DIRECTIONS - All of the data below should be copied exactly as it stands.
START EXERCISE DATA
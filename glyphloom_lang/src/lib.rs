// Word synthesis for the Glyphloom constructed script.
//
// Provides everything the corpus pipeline needs to produce candidate
// words: phoneme tables, synthetic word builders, the grammar-engine
// capability trait with a built-in root-lexicon implementation, and the
// mode-weighted `WordSynthesizer`.
//
// Architecture:
// - `tables.rs`: phoneme inventories and grammar constraint tables
// - `types.rs`: constraint types (`WordConstraints`, `Case`, ...) and the
//   `Candidate`/`SynthMode` pair
// - `engine.rs`: `WordEngine` trait, `InvalidCombination`, `RootLexicon`
//   (embedded JSON lexicon, loaded via `default_roots()`)
// - `synth.rs`: phonotactic/tiny/letter-salad builders
// - `synthesizer.rs`: weighted mode selection, acceptance biases, bounded
//   retries with a constant fallback
//
// Determinism constraint: this crate feeds the corpus pipeline and must
// not introduce any non-deterministic behavior. All randomness goes
// through `glyphloom_prng::StreamRng`, threaded as `&mut` from the caller.

pub mod engine;
pub mod synth;
pub mod synthesizer;
pub mod tables;
pub mod types;

// Re-export key types at crate root for convenience.
pub use engine::{InvalidCombination, RootLexicon, WordEngine, default_roots};
pub use synthesizer::{FALLBACK_WORD, SynthProfile, WordSynthesizer};
pub use types::{AffixSlot, Candidate, Case, FormativeType, Specification, SynthMode, WordConstraints};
END EXERCISE DATA
RESULT FOR THIS EXERCISE -
filename glyphloom_lang/src/lib.rs
// Word synthesis for the Glyphloom constructed script.
//
// Provides everything the corpus pipeline needs to produce candidate
// words: phoneme tables, synthetic word builders, the grammar-engine
// capability trait with a built-in root-lexicon implementation, and the
// mode-weighted `WordSynthesizer`.
//
// Architecture:
// - `tables.rs`: phoneme inventories and grammar constraint tables
// - `types.rs`: constraint types (`WordConstraints`, `Case`, ...) and the
//   `Candidate`/`SynthMode` pair
// - `engine.rs`: `WordEngine` trait, `InvalidCombination`, `RootLexicon`
//   (embedded JSON lexicon, loaded via `default_roots()`)
// - `synth.rs`: phonotactic/tiny/letter-salad builders
// - `synthesizer.rs`: weighted mode selection, acceptance biases, bounded
//   retries with a constant fallback
//
// Determinism constraint: this crate feeds the corpus pipeline and must
// not introduce any non-deterministic behavior. All randomness goes
// through `glyphloom_prng::StreamRng`, threaded as `&mut` from the caller.

pub mod engine;
pub mod synth;
pub mod synthesizer;
pub mod tables;
pub mod types;

// Re-export key types at crate root for convenience.
pub use engine::{InvalidCombination, RootLexicon, WordEngine, default_roots};
pub use synthesizer::{FALLBACK_WORD, SynthProfile, WordSynthesizer};
pub use types::{AffixSlot, Candidate, Case, FormativeType, Specification, SynthMode, WordConstraints};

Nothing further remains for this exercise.